You can establish a fair gift policy without laying an egg



Reader JLK, a teacher at a small regional public university, is wrestling with eggs.

Many of his students are older or non-traditional students who commute rather than live on campus. Many did not enroll in college right after completing high school. Some travel from rural communities, including farms.

One "very high-achieving" student is a 50-something mother who raises chickens and other animals and grows fruits and vegetables, some of which she shares with friends and neighbors. She recently began bringing cartons of eggs to campus to give to her professors. Her first intended recipient declined the gift and told JLK he was concerned that it would be unethical for him to accept such gifts from a student in his class.
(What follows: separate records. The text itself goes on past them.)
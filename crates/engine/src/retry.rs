//! Conflict retry loop for atomic units
//!
//! A unit that loses an optimistic-concurrency race is re-run from scratch
//! after a backoff delay. Only `TransactionAborted` is retried; every other
//! error returns immediately. The loop blocks the calling thread.

use std::fmt;
use std::sync::Arc;
use std::time::Duration;

use parking_lot::Mutex;
use termdex_core::Result;
use tracing::{error, warn};

use crate::config::RetryConfig;

/// Blocks the current thread between retries
pub trait Sleeper: Send + Sync {
    /// Wait for `delay`
    fn sleep(&self, delay: Duration);
}

/// `std::thread::sleep`
#[derive(Debug, Default, Clone, Copy)]
pub struct ThreadSleeper;

impl Sleeper for ThreadSleeper {
    fn sleep(&self, delay: Duration) {
        std::thread::sleep(delay);
    }
}

/// Records requested delays without waiting
#[derive(Debug, Default)]
pub struct RecordingSleeper {
    delays: Mutex<Vec<Duration>>,
}

impl RecordingSleeper {
    /// Create a new recorder
    pub fn new() -> Self {
        Self::default()
    }

    /// Every delay requested so far, in order
    pub fn delays(&self) -> Vec<Duration> {
        self.delays.lock().clone()
    }
}

impl Sleeper for RecordingSleeper {
    fn sleep(&self, delay: Duration) {
        self.delays.lock().push(delay);
    }
}

/// Retry configuration plus the sleeper used to wait
#[derive(Clone)]
pub struct RetryPolicy {
    config: RetryConfig,
    sleeper: Arc<dyn Sleeper>,
}

impl fmt::Debug for RetryPolicy {
    fn fmt(&self, f: &mut fmt::Formatter<'_>) -> fmt::Result {
        f.debug_struct("RetryPolicy")
            .field("config", &self.config)
            .finish_non_exhaustive()
    }
}

impl Default for RetryPolicy {
    fn default() -> Self {
        Self::new(RetryConfig::default())
    }
}

impl RetryPolicy {
    /// Policy that sleeps the calling thread
    pub fn new(config: RetryConfig) -> Self {
        Self::with_sleeper(config, Arc::new(ThreadSleeper))
    }

    /// Policy with a custom sleeper
    pub fn with_sleeper(config: RetryConfig, sleeper: Arc<dyn Sleeper>) -> Self {
        RetryPolicy { config, sleeper }
    }

    /// The retry configuration
    pub fn config(&self) -> &RetryConfig {
        &self.config
    }

    /// Run `op` until it succeeds, fails with a non-conflict error, or the
    /// retry budget is spent
    ///
    /// `unit` names the work in log lines (usually the term being written).
    pub fn run<T>(&self, unit: &str, mut op: impl FnMut() -> Result<T>) -> Result<T> {
        let mut attempt = 0;
        loop {
            match op() {
                Ok(value) => return Ok(value),
                Err(e) if e.is_conflict() && attempt < self.config.max_retries => {
                    let delay = self.config.calculate_delay(attempt);
                    warn!(
                        target: "termdex::txn",
                        unit,
                        attempt = attempt + 1,
                        delay_ms = delay.as_millis() as u64,
                        error = %e,
                        "Transaction collision, retrying"
                    );
                    self.sleeper.sleep(delay);
                    attempt += 1;
                }
                Err(e) => {
                    if e.is_conflict() {
                        error!(
                            target: "termdex::txn",
                            unit,
                            attempts = attempt + 1,
                            "Retry budget exhausted"
                        );
                    }
                    return Err(e);
                }
            }
        }
    }
}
"The eggs wound up in a shared refrigerator in the department's break room, with a note atop the carton that they were free to any takers," writes JLK. Another three dozen eggs have appeared since, JLK writes, all in cartons, all marked in the same way.

"The student has told her professors she simply has too many eggs and must give them away," writes JLK. The student's work is "top-notch," he writes, "so it doesn't appear she's trying to buy a better grade."

JLK wants to know what's so unethical about accepting a perishable gift such as farm-fresh eggs from a student who appears to have no ulterior motive.

There's nothing wrong with accepting perishable gifts if the policy is consistent and made clear to all students and faculty. There's a difference between accepting a carton of eggs and a truckload full of chickens, so if gifts, perishable or otherwise, are permitted, then it should be made clear what kinds of gifts are allowed and how much is permitted.

Setting such parameters can be a challenge. At some point, some might argue that it's just quibbling when it comes to deciding what value of gift is acceptable.

What's also challenging is to decide which students can give gifts and which can't. JLK seems to suggest that because the egg giver is an exemplary student, she stands to gain nothing from giving such gifts to her teachers. Does this mean that sub-par students should be forbidden from giving gifts because they stand to gain? That hardly seems right, nor enforceable, given how quickly some students can go from performing well to performing not so well in class.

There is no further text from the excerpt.